On 19 Aug 2014, at 21:49, John Mikes wrote:

Stathis:
you wrote Aug.19:

"What we know is that the brain can generate consciousness. The brain is not a digital computer running a program, but if it can be simulated by one, and if the simulation is conscious, and if the program can be "run" in Platonia rather than on a physical computer, then every possible brain's consciousness will necessarily be instantiated. I'm not sure whether self-referential computations on their own are conscious - that would seem a further assumption on top of the three mentioned in the previous sentence - even though it does seem more elegant than simulating klunky brains.

Let's skip the question of defining Ccness (maybe broader than BEING ccous) and let me ask HOW do you know that the brain can generate 'it'? Do you have a brain that never had 'it' and followed a process BY it(!) generating Ccness? Those experiments in which computer etc. (NOT some 'brain'-input) 're-started' the process were all carried out on (live?) "brains" previously capable of doing it (whatever). I agree that "The brain is not a digital computer running a program,...". Are ALL details of the so called "brain"(function?) mapped and correlated? Are all facets of 'brain' even knowable? we think we know some. Then newer items are detected (or thought so) and included smoothly into the previous setup. IMO we are far from being able to 'simulating' a human brain in its entirety.

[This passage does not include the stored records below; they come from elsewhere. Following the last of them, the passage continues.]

// SPDX-License-Identifier: MIT OR Apache-2.0

//! # In-Memory Writer
//!
//! A sink that keeps formatted output in memory instead of writing it anywhere.
//! It is meant for tests and for programmatically examining what a formatter
//! produced.
//!
//! `InMemoryWriter` implements [`MakeWriter`], so it plugs into any `fmt` layer.
//! Clones share one buffer: keep a clone, hand the other to the layer, and
//! drain the clone afterwards.

use std::io;
use std::sync::{Arc, Mutex, MutexGuard, PoisonError};

use tracing_subscriber::fmt::MakeWriter;

/// A shared in-memory byte buffer usable as a `tracing_subscriber` writer.
///
/// # Example
///
/// ```rust
/// use indentwise::{IndentConfig, InMemoryWriter};
///
/// let writer = InMemoryWriter::new();
/// let layer = indentwise::layer(&IndentConfig::new().with_date_format(""), writer.clone()).unwrap();
/// let subscriber = tracing_subscriber::layer::SubscriberExt::with(tracing_subscriber::registry(), layer);
///
/// tracing::subscriber::with_default(subscriber, || {
///     tracing::info!(indent = 1, "Test message {}", 42);
/// });
///
/// assert_eq!(writer.drain_logs(), "INFO     -     Test message 42\n");
/// // the buffer is now empty
/// assert_eq!(writer.drain_logs(), "");
/// ```
#[derive(Debug, Clone, Default)]
pub struct InMemoryWriter {
    buffer: Arc<Mutex<Vec<u8>>>,
}

// ============================================================================
// BOILERPLATE TRAIT IMPLEMENTATIONS
// ============================================================================
//
// - Clone: shares the buffer, which is what MakeWriter needs
// - Default: empty buffer
// - PartialEq/Eq/Hash: NOT implemented, comparing buffers behind a mutex has
//   no clear meaning
// - Send/Sync: automatic through Arc<Mutex<_>>

impl InMemoryWriter {
    pub fn new() -> Self {
        Self::default()
    }

    // A panic while a test holds the lock must not hide the output.
    fn lock(&self) -> MutexGuard<'_, Vec<u8>> {
        self.buffer.lock().unwrap_or_else(PoisonError::into_inner)
    }

    /// Returns everything written so far and clears the buffer.
    ///
    /// Invalid UTF-8 is replaced rather than reported.
    pub fn drain_logs(&self) -> String {
        let bytes = std::mem::take(&mut *self.lock());
        String::from_utf8_lossy(&bytes).into_owned()
    }

    /// Like [`drain_logs`](Self::drain_logs), split into lines without their
    /// terminators.
    pub fn drain_lines(&self) -> Vec<String> {
        self.drain_logs().lines().map(str::to_string).collect()
    }
}

/// The per-event handle returned by [`InMemoryWriter::make_writer`].
#[derive(Debug)]
pub struct InMemoryHandle {
    buffer: Arc<Mutex<Vec<u8>>>,
}

impl io::Write for InMemoryHandle {
    fn write(&mut self, buf: &[u8]) -> io::Result<usize> {
        self.buffer
            .lock()
            .unwrap_or_else(PoisonError::into_inner)
            .extend_from_slice(buf);
        Ok(buf.len())
    }

    fn flush(&mut self) -> io::Result<()> {
        Ok(())
    }
}

impl<'a> MakeWriter<'a> for InMemoryWriter {
    type Writer = InMemoryHandle;

    fn make_writer(&'a self) -> Self::Writer {
        InMemoryHandle {
            buffer: Arc::clone(&self.buffer),
        }
    }
}
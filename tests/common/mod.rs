//! Shared helpers for the integration tests.

#![allow(dead_code)]

use indentwise::{IndentConfig, InMemoryWriter};
use tracing_subscriber::layer::SubscriberExt;

/// Width of `"LEVEL    - "`, the prefix of every line rendered without a timestamp.
pub const PREFIX: usize = 11;

/// Runs `f` under a subscriber rendering with `config` (timestamp removed) and
/// returns the lines it produced.
pub fn capture(config: IndentConfig, f: impl FnOnce()) -> Vec<String> {
    let writer = InMemoryWriter::new();
    let layer = indentwise::layer(&config.with_date_format(""), writer.clone())
        .expect("test configuration is valid");
    let subscriber = tracing_subscriber::registry().with(layer);
    tracing::subscriber::with_default(subscriber, f);
    writer.drain_lines()
}

/// Number of spaces between the level prefix and the message.
pub fn indent_of(line: &str) -> usize {
    let rest = &line[PREFIX..];
    rest.len() - rest.trim_start_matches(' ').len()
}

/// The line text after the prefix and indentation.
pub fn message_of(line: &str) -> &str {
    line[PREFIX..].trim_start_matches(' ')
}
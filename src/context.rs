// SPDX-License-Identifier: MIT OR Apache-2.0

//! Per-thread indentation state.
//!
//! Every thread owns exactly one [`IndentContext`]: a depth counter and the stack
//! of operations currently being tracked by [`DepthGuard`](crate::DepthGuard)s.
//! Contexts are created lazily at depth 0 the first time a thread logs, and no
//! thread can observe or modify another thread's context.
//!
//! # Manual control
//!
//! ```rust
//! use indentwise::IndentContext;
//!
//! assert_eq!(IndentContext::current_depth(), 0);
//! IndentContext::increment();
//! assert_eq!(IndentContext::current_depth(), 1);
//! IndentContext::decrement();
//! // decrementing below zero is clamped
//! IndentContext::decrement();
//! assert_eq!(IndentContext::current_depth(), 0);
//! ```
//!
//! # Threads
//!
//! A spawned thread starts at depth 0.  To continue at the parent's level, carry
//! a snapshot over:
//!
//! ```rust
//! use indentwise::IndentContext;
//!
//! IndentContext::increment();
//! let snapshot = IndentContext::current();
//! std::thread::spawn(move || {
//!     snapshot.set_current();
//!     assert_eq!(IndentContext::current_depth(), 1);
//! })
//! .join()
//! .unwrap();
//! # IndentContext::decrement();
//! ```
//!
//! # Async tasks
//!
//! Executors may poll a task on any thread.  [`ApplyIndent`] gives a future its
//! own context, swapped in for each poll and saved again afterwards, so the
//! task's depth travels with the task instead of the thread.

mod apply_indent;
mod context_impl;


pub use apply_indent::ApplyIndent;
pub use context_impl::IndentContext;
// SPDX-License-Identifier: MIT OR Apache-2.0

//! Core IndentContext implementation.

use std::borrow::Cow;
use std::cell::RefCell;

/// The indentation state of one execution context.
///
/// The live context for the current thread is reached through the associated
/// functions ([`current_depth`](IndentContext::current_depth),
/// [`increment`](IndentContext::increment), ...).  Values of this type are
/// snapshots: they can be inspected, moved to another thread, or installed with
/// [`set_current`](IndentContext::set_current).
///
/// # Examples
///
/// ```rust
/// use indentwise::IndentContext;
///
/// let ctx = IndentContext::with_depth(3);
/// let previous = ctx.set_current();
/// assert_eq!(IndentContext::current_depth(), 3);
/// previous.set_current();
/// ```
#[derive(Debug, Clone, Default, PartialEq, Eq, Hash)]
pub struct IndentContext {
    depth: usize,
    operations: Vec<Cow<'static, str>>,
}

thread_local! {
    static CONTEXT: RefCell<IndentContext> = const { RefCell::new(IndentContext::new()) };
}

impl IndentContext {
    /// A context at depth 0 with no tracked operations.
    pub const fn new() -> Self {
        Self {
            depth: 0,
            operations: Vec::new(),
        }
    }

    /// A context starting at `depth`, with no tracked operations.
    pub fn with_depth(depth: usize) -> Self {
        Self {
            depth,
            operations: Vec::new(),
        }
    }

    /// The depth recorded in this snapshot.
    pub fn depth(&self) -> usize {
        self.depth
    }

    /// The innermost tracked operation recorded in this snapshot.
    pub fn operation(&self) -> Option<&str> {
        self.operations.last().map(|op| op.as_ref())
    }

    /// Returns a snapshot of the current thread's context.
    pub fn current() -> IndentContext {
        CONTEXT
            .try_with(|c| c.borrow().clone())
            .unwrap_or_default()
    }

    /// Returns the current thread's depth.
    ///
    /// During thread teardown, after the context has been destroyed, this is 0.
    #[inline]
    pub fn current_depth() -> usize {
        CONTEXT.try_with(|c| c.borrow().depth).unwrap_or(0)
    }

    /// Returns the name of the innermost operation tracked on this thread.
    pub fn current_operation() -> Option<Cow<'static, str>> {
        CONTEXT
            .try_with(|c| c.borrow().operations.last().cloned())
            .ok()
            .flatten()
    }

    /// Raises the current thread's depth by one and returns the new depth.
    pub fn increment() -> usize {
        CONTEXT
            .try_with(|c| {
                let mut c = c.borrow_mut();
                c.depth += 1;
                c.depth
            })
            .unwrap_or(0)
    }

    /// Lowers the current thread's depth by one and returns the new depth.
    ///
    /// The depth never goes below 0.  A decrement at 0 is a bookkeeping bug in the
    /// caller; it is ignored and reported at `TRACE`.
    pub fn decrement() -> usize {
        let (depth, underflow) = CONTEXT
            .try_with(|c| {
                let mut c = c.borrow_mut();
                match c.depth.checked_sub(1) {
                    Some(depth) => {
                        c.depth = depth;
                        (depth, false)
                    }
                    None => (0, true),
                }
            })
            .unwrap_or((0, false));
        // the borrow is released before logging; the formatter reads this context
        if underflow {
            tracing::trace!(
                target: "indentwise::context",
                "indent decrement at depth 0 ignored"
            );
        }
        depth
    }

    /// Installs this context as the current thread's context and returns the
    /// one it replaced.
    pub fn set_current(self) -> IndentContext {
        CONTEXT
            .try_with(|c| c.replace(self))
            .unwrap_or_default()
    }

    /// Resets the current thread to depth 0 with no tracked operations.
    pub fn reset() {
        IndentContext::new().set_current();
    }

    /// Pushes an operation name and returns the stack height before the push.
    pub(crate) fn push_operation(operation: Cow<'static, str>) -> usize {
        CONTEXT
            .try_with(|c| {
                let mut c = c.borrow_mut();
                let mark = c.operations.len();
                c.operations.push(operation);
                mark
            })
            .unwrap_or(0)
    }

    /// Drops every operation pushed since `mark`.
    pub(crate) fn pop_operations(mark: usize) {
        let _ = CONTEXT.try_with(|c| c.borrow_mut().operations.truncate(mark));
    }
}

/*
Boilerplate notes.

Clone: a snapshot is a plain value, cloning it never touches thread-local state.
Default: same as new(), depth 0.
PartialEq/Eq/Hash: data equality, two threads at the same depth with the same operations compare equal.
Ord makes no sense.
Display is left out; the depth alone is not a meaningful rendering.
Send/Sync: automatic, the live state is in the thread-local, not here.
*/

And we will never know if we can do that, but indeed here we can't know much. yet some people will accept, in the future, such artificial brains, and the rest is a question of rights. The question will never be does it work, some people will have the religion that it works, and that it is handy to explore the Solar System at the speed of light.

The only real question is "do you accept that your daughter or son marries a partner who get an artificial kidney, heart and brain".

We cannot know, but we can make bet. Also, we don't know any laws in nature which is not computable, so your attitude is more a speculation on some unknown things to prevent testing a possible, and plausible from the 3p evidences, facts.

We cannot know our level of substitution.

Something like this is possible. The first immortal person, in the technological relative sense (pursuing the Samsara), will be copied only at a rough incomplete description of her cortex. Then it will take her 5224 years to recover some stable sense-full life, recover smell and genuine vision, and it will take her another millenium to overcome the amnesia.

We will never know, John.
If true, we can't know it.
But people will bet on level, and that's what we always do. Then we can make the bet precise and deduce consequences, and ask for consistency of the set of beliefs.

Plausibly the mobile will get in the ear and in the yes and then in the peripheral nervous systems, the cerebral stem up to the cortex, if we made a lapse on the next millennia.

Many humans will refuse, and it is their right, but others will make the jump. At their risk and peril.

Bruno




On Tue, Aug 19, 2014 at 2:10 AM, Stathis Papaioannou <stath...@gmail.com > wrote:


On Tuesday, August 19, 2014, David Nyman <da...@davidnyman.com> wrote:
On 18 August 2014 23:27, Stathis Papaioannou <stath...@gmail.com> wrote:

I'm not entirely clear on Bruno's argument on this last point. The way
I see it, if a brain is simulated by a computer program, what is being
simulated is the physics; and if comp is true, that means that
simulating the physics will also reproduce the brain's consciousness.
I'm not sure about computations instantiating consciousness without
instantiating physics, and I'm not sure how instantiating the
appearance of physics is different to instantiating (virtual) physics.

I've always understood him to be saying, in the first place, that the dovetailer necessarily generates certain classes of self- referential computations. Very generally, such computations are then regarded as emulating self-referred (i.e. first-personal or indexical) logics that in turn are amenable to treatment as "beliefs" in realities or appearances. So the idea is that comp necessarily entails epistemological logics (the "dreams of the machines") that are *prior* to physics in the sense that only certain sub-classes will be characterised by the statistical dominance of physically-lawlike relations over their range of reference. I've always assumed that it's this logical priority of "machine psychology" over the subsequent appearance of lawlike physical relations that constitutes the postulated "reversal".

What we know is that the brain can generate consciousness. The brain is not a digital computer running a program, but if it can be simulated by one, and if the simulation is conscious, and if the program can be "run" in Platonia rather than on a physical computer, then every possible brain's consciousness will necessarily be instantiated. I'm not sure whether self-referential computations on their own are conscious - that would seem a further assumption on top of the three mentioned in the previous sentence - even though it does seem more elegant than simulating klunky brains.